- **Data extracts**:
// scene.rs - the fixed lessons and their per-frame draw

use serde::{Deserialize, Serialize};

use crate::config::AppConfig;
use crate::render::backend::{GlBackend, Primitive};
use crate::render::layout::{LayoutError, VertexLayout};
use crate::render::mesh::{Mesh, MeshData};
use crate::render::shaders::{compile_program, ShaderPolicy, ShaderProgram, ShaderSource};
use crate::render::texture::Texture;
use crate::utils::error::Result;

/// Built-in shader sources, one pair per lesson.
pub mod lesson_shaders {
    pub const TRIANGLE_VERTEX: &str = r#"#version 330 core
layout (location = 0) in vec3 aPos;

void main()
{
    gl_Position = vec4(aPos.x, aPos.y, aPos.z, 1.0);
}
"#;

    pub const TRIANGLE_FRAGMENT: &str = r#"#version 330 core
out vec4 FragColor;

void main()
{
    FragColor = vec4(1.0f, 0.5f, 0.2f, 1.0f);
}
"#;

    pub const COLORED_VERTEX: &str = r#"#version 330 core
layout (location = 0) in vec3 aPos;
layout (location = 1) in vec3 aColor;
layout (location = 2) in vec2 aTexCoord;

out vec3 ourColor;
out vec2 TexCoord;

void main()
{
    gl_Position = vec4(aPos, 1.0);
    ourColor = aColor;
    TexCoord = aTexCoord;
}
"#;

    pub const COLORED_FRAGMENT: &str = r#"#version 330 core
out vec4 FragColor;

in vec3 ourColor;
in vec2 TexCoord;

void main()
{
    FragColor = vec4(ourColor, 1.0);
}
"#;

    pub const TEXTURED_FRAGMENT: &str = r#"#version 330 core
out vec4 FragColor;

in vec3 ourColor;
in vec2 TexCoord;

uniform sampler2D texture1;

void main()
{
    FragColor = texture(texture1, TexCoord) * vec4(ourColor, 1.0);
}
"#;
}

/// Sampler uniform of the textured lesson, bound to texture unit 0.
pub const TEXTURE_SAMPLER_UNIFORM: &str = "texture1";

#[rustfmt::skip]
const TRIANGLE_VERTICES: [f32; 9] = [
    -0.5, -0.5, 0.0,
     0.5, -0.5, 0.0,
     0.0,  0.5, 0.0,
];

#[rustfmt::skip]
const QUAD_VERTICES: [f32; 32] = [
    // positions       // colors        // texture coords
     0.5,  0.5, 0.0,   1.0, 0.0, 0.0,   1.0, 1.0, // top right
     0.5, -0.5, 0.0,   0.0, 1.0, 0.0,   1.0, 0.0, // bottom right
    -0.5, -0.5, 0.0,   0.0, 0.0, 1.0,   0.0, 0.0, // bottom left
    -0.5,  0.5, 0.0,   1.0, 1.0, 0.0,   0.0, 1.0, // top left
];

#[rustfmt::skip]
const QUAD_INDICES: [u32; 6] = [
    0, 1, 3, // first triangle
    1, 2, 3, // second triangle
];

#[derive(Debug, Clone, Copy, PartialEq, Eq, Serialize, Deserialize)]
#[serde(rename_all = "kebab-case")]
pub enum Lesson {
    Triangle,
    IndexedQuad,
    TexturedQuad,
}

impl Lesson {
    pub fn mesh_data(self) -> MeshData {
        match self {
            Lesson::Triangle => MeshData {
                vertices: TRIANGLE_VERTICES.to_vec(),
                indices: Vec::new(),
            },
            Lesson::IndexedQuad | Lesson::TexturedQuad => MeshData {
                vertices: QUAD_VERTICES.to_vec(),
                indices: QUAD_INDICES.to_vec(),
            },
        }
    }

    pub fn layout(self) -> std::result::Result<VertexLayout, LayoutError> {
        match self {
            Lesson::Triangle => VertexLayout::interleaved_f32(&[(0, 3)]),
            Lesson::IndexedQuad | Lesson::TexturedQuad => {
                VertexLayout::interleaved_f32(&[(0, 3), (1, 3), (2, 2)])
            }
        }
    }

    pub fn sources(self) -> (ShaderSource, ShaderSource) {
        use lesson_shaders::*;

        let (vertex, fragment) = match self {
            Lesson::Triangle => (TRIANGLE_VERTEX, TRIANGLE_FRAGMENT),
            Lesson::IndexedQuad => (COLORED_VERTEX, COLORED_FRAGMENT),
            Lesson::TexturedQuad => (COLORED_VERTEX, TEXTURED_FRAGMENT),
        };
        (ShaderSource::new(vertex), ShaderSource::new(fragment))
    }

    pub fn is_textured(self) -> bool {
        self == Lesson::TexturedQuad
    }
}

/// Everything one lesson draws each frame: built once, released on drop.
pub struct Scene<'gl, B: GlBackend> {
    gl: &'gl B,
    lesson: Lesson,
    program: Option<ShaderProgram<'gl, B>>,
    mesh: Mesh<'gl, B>,
    texture: Option<Texture<'gl, B>>,
}

impl<'gl, B: GlBackend> Scene<'gl, B> {
    pub fn build(gl: &'gl B, config: &AppConfig) -> Result<Self> {
        let lesson = config.lesson;
        let policy = ShaderPolicy::from_strict(config.shaders.strict);
        log::info!("Building lesson {:?} ({:?} shaders)", lesson, policy);

        // Each override replaces only its own stage.
        let (builtin_vertex, builtin_fragment) = lesson.sources();
        let vertex = match &config.shaders.vertex_path {
            Some(path) => ShaderSource::from_file(path),
            None => Ok(builtin_vertex),
        };
        let fragment = match &config.shaders.fragment_path {
            Some(path) => ShaderSource::from_file(path),
            None => Ok(builtin_fragment),
        };
        let built = vertex
            .and_then(|vs| fragment.map(|fs| (vs, fs)))
            .and_then(|(vs, fs)| compile_program(gl, &vs, &fs));
        let mut program = policy.resolve(built)?;

        if lesson.is_textured() {
            if let Some(program) = program.as_mut() {
                program.set_uniform_i32(TEXTURE_SAMPLER_UNIFORM, 0)?;
            }
        }

        let mesh = Mesh::upload(gl, &lesson.mesh_data(), &lesson.layout()?, Primitive::Triangles)?;

        let texture = lesson.is_textured().then(|| {
            Texture::from_file_or_blank(
                gl,
                &config.texture.path,
                &config.texture.sampler(),
                config.texture.flip_vertically,
            )
        });

        Ok(Self {
            gl,
            lesson,
            program,
            mesh,
            texture,
        })
    }

    pub fn lesson(&self) -> Lesson {
        self.lesson
    }

    pub fn has_program(&self) -> bool {
        self.program.is_some()
    }

    pub fn mesh(&self) -> &Mesh<'gl, B> {
        &self.mesh
    }

    pub fn texture(&self) -> Option<&Texture<'gl, B>> {
        self.texture.as_ref()
    }

    pub fn draw(&self) {
        match &self.program {
            Some(program) => program.set_used(),
            None => self.gl.use_program(0),
        }
        if let Some(texture) = &self.texture {
            texture.bind(0);
        }
        self.mesh.draw();
    }

    pub fn render_frame(&self, clear_color: [f32; 4]) {
        self.gl.clear_color(clear_color);
        self.gl.clear();
        self.draw();
    }
}
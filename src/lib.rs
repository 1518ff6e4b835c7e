pub mod config;
pub mod render;
pub mod utils;
pub mod window;

// Re-export commonly used types
pub use config::core::AppConfig;
pub use render::backend::{GlBackend, NativeGl};
pub use render::layout::{VertexAttribute, VertexLayout};
pub use render::scene::{Lesson, Scene};
pub use render::shaders::{compile_program, ShaderPolicy, ShaderProgram, ShaderSource};
pub use utils::error::{Error, Result};
pub use window::RenderWindow;
pub mod core;
pub mod file;
pub mod rendering;
pub mod window;

pub use self::core::AppConfig;
pub use file::{load_or_create_config, load_or_create_config_at};
pub use rendering::{ShaderConfig, TextureConfig};
pub use window::WindowConfig;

- **Task to complete**: Write out the records above again, keeping each one identical to the original.

- **Result of the task**:
// scene.rs - the fixed lessons and their per-frame draw

use serde::{Deserialize, Serialize};

use crate::config::AppConfig;
use crate::render::backend::{GlBackend, Primitive};
use crate::render::layout::{LayoutError, VertexLayout};
use crate::render::mesh::{Mesh, MeshData};
use crate::render::shaders::{compile_program, ShaderPolicy, ShaderProgram, ShaderSource};
use crate::render::texture::Texture;
use crate::utils::error::Result;

/// Built-in shader sources, one pair per lesson.
pub mod lesson_shaders {
    pub const TRIANGLE_VERTEX: &str = r#"#version 330 core
layout (location = 0) in vec3 aPos;

void main()
{
    gl_Position = vec4(aPos.x, aPos.y, aPos.z, 1.0);
}
"#;

    pub const TRIANGLE_FRAGMENT: &str = r#"#version 330 core
out vec4 FragColor;

void main()
{
    FragColor = vec4(1.0f, 0.5f, 0.2f, 1.0f);
}
"#;

    pub const COLORED_VERTEX: &str = r#"#version 330 core
layout (location = 0) in vec3 aPos;
layout (location = 1) in vec3 aColor;
layout (location = 2) in vec2 aTexCoord;

out vec3 ourColor;
out vec2 TexCoord;

void main()
{
    gl_Position = vec4(aPos, 1.0);
    ourColor = aColor;
    TexCoord = aTexCoord;
}
"#;

    pub const COLORED_FRAGMENT: &str = r#"#version 330 core
out vec4 FragColor;

in vec3 ourColor;
in vec2 TexCoord;

void main()
{
    FragColor = vec4(ourColor, 1.0);
}
"#;

    pub const TEXTURED_FRAGMENT: &str = r#"#version 330 core
out vec4 FragColor;

in vec3 ourColor;
in vec2 TexCoord;

uniform sampler2D texture1;

void main()
{
    FragColor = texture(texture1, TexCoord) * vec4(ourColor, 1.0);
}
"#;
}

/// Sampler uniform of the textured lesson, bound to texture unit 0.
pub const TEXTURE_SAMPLER_UNIFORM: &str = "texture1";

#[rustfmt::skip]
const TRIANGLE_VERTICES: [f32; 9] = [
    -0.5, -0.5, 0.0,
     0.5, -0.5, 0.0,
     0.0,  0.5, 0.0,
];

#[rustfmt::skip]
const QUAD_VERTICES: [f32; 32] = [
    // positions       // colors        // texture coords
     0.5,  0.5, 0.0,   1.0, 0.0, 0.0,   1.0, 1.0, // top right
     0.5, -0.5, 0.0,   0.0, 1.0, 0.0,   1.0, 0.0, // bottom right
    -0.5, -0.5, 0.0,   0.0, 0.0, 1.0,   0.0, 0.0, // bottom left
    -0.5,  0.5, 0.0,   1.0, 1.0, 0.0,   0.0, 1.0, // top left
];

#[rustfmt::skip]
const QUAD_INDICES: [u32; 6] = [
    0, 1, 3, // first triangle
    1, 2, 3, // second triangle
];

#[derive(Debug, Clone, Copy, PartialEq, Eq, Serialize, Deserialize)]
#[serde(rename_all = "kebab-case")]
pub enum Lesson {
    Triangle,
    IndexedQuad,
    TexturedQuad,
}

impl Lesson {
    pub fn mesh_data(self) -> MeshData {
        match self {
            Lesson::Triangle => MeshData {
                vertices: TRIANGLE_VERTICES.to_vec(),
                indices: Vec::new(),
            },
            Lesson::IndexedQuad | Lesson::TexturedQuad => MeshData {
                vertices: QUAD_VERTICES.to_vec(),
                indices: QUAD_INDICES.to_vec(),
            },
        }
    }

    pub fn layout(self) -> std::result::Result<VertexLayout, LayoutError> {
        match self {
            Lesson::Triangle => VertexLayout::interleaved_f32(&[(0, 3)]),
            Lesson::IndexedQuad | Lesson::TexturedQuad => {
                VertexLayout::interleaved_f32(&[(0, 3), (1, 3), (2, 2)])
            }
        }
    }

    pub fn sources(self) -> (ShaderSource, ShaderSource) {
        use lesson_shaders::*;

        let (vertex, fragment) = match self {
            Lesson::Triangle => (TRIANGLE_VERTEX, TRIANGLE_FRAGMENT),
            Lesson::IndexedQuad => (COLORED_VERTEX, COLORED_FRAGMENT),
            Lesson::TexturedQuad => (COLORED_VERTEX, TEXTURED_FRAGMENT),
        };
        (ShaderSource::new(vertex), ShaderSource::new(fragment))
    }

    pub fn is_textured(self) -> bool {
        self == Lesson::TexturedQuad
    }
}

/// Everything one lesson draws each frame: built once, released on drop.
pub struct Scene<'gl, B: GlBackend> {
    gl: &'gl B,
    lesson: Lesson,
    program: Option<ShaderProgram<'gl, B>>,
    mesh: Mesh<'gl, B>,
    texture: Option<Texture<'gl, B>>,
}

impl<'gl, B: GlBackend> Scene<'gl, B> {
    pub fn build(gl: &'gl B, config: &AppConfig) -> Result<Self> {
        let lesson = config.lesson;
        let policy = ShaderPolicy::from_strict(config.shaders.strict);
        log::info!("Building lesson {:?} ({:?} shaders)", lesson, policy);

        // Each override replaces only its own stage.
        let (builtin_vertex, builtin_fragment) = lesson.sources();
        let vertex = match &config.shaders.vertex_path {
            Some(path) => ShaderSource::from_file(path),
            None => Ok(builtin_vertex),
        };
        let fragment = match &config.shaders.fragment_path {
            Some(path) => ShaderSource::from_file(path),
            None => Ok(builtin_fragment),
        };
        let built = vertex
            .and_then(|vs| fragment.map(|fs| (vs, fs)))
            .and_then(|(vs, fs)| compile_program(gl, &vs, &fs));
        let mut program = policy.resolve(built)?;

        if lesson.is_textured() {
            if let Some(program) = program.as_mut() {
                program.set_uniform_i32(TEXTURE_SAMPLER_UNIFORM, 0)?;
            }
        }

        let mesh = Mesh::upload(gl, &lesson.mesh_data(), &lesson.layout()?, Primitive::Triangles)?;

        let texture = lesson.is_textured().then(|| {
            Texture::from_file_or_blank(
                gl,
                &config.texture.path,
                &config.texture.sampler(),
                config.texture.flip_vertically,
            )
        });

        Ok(Self {
            gl,
            lesson,
            program,
            mesh,
            texture,
        })
    }

    pub fn lesson(&self) -> Lesson {
        self.lesson
    }

    pub fn has_program(&self) -> bool {
        self.program.is_some()
    }

    pub fn mesh(&self) -> &Mesh<'gl, B> {
        &self.mesh
    }

    pub fn texture(&self) -> Option<&Texture<'gl, B>> {
        self.texture.as_ref()
    }

    pub fn draw(&self) {
        match &self.program {
            Some(program) => program.set_used(),
            None => self.gl.use_program(0),
        }
        if let Some(texture) = &self.texture {
            texture.bind(0);
        }
        self.mesh.draw();
    }

    pub fn render_frame(&self, clear_color: [f32; 4]) {
        self.gl.clear_color(clear_color);
        self.gl.clear();
        self.draw();
    }
}
filename src/lib.rs
repository 1518ff6e4b835c7e
pub mod config;
pub mod render;
pub mod utils;
pub mod window;

// Re-export commonly used types
pub use config::core::AppConfig;
pub use render::backend::{GlBackend, NativeGl};
pub use render::layout::{VertexAttribute, VertexLayout};
pub use render::scene::{Lesson, Scene};
pub use render::shaders::{compile_program, ShaderPolicy, ShaderProgram, ShaderSource};
pub use utils::error::{Error, Result};
pub use window::RenderWindow;
pub mod core;
pub mod file;
pub mod rendering;
pub mod window;

pub use self::core::AppConfig;
pub use file::{load_or_create_config, load_or_create_config_at};
pub use rendering::{ShaderConfig, TextureConfig};
pub use window::WindowConfig;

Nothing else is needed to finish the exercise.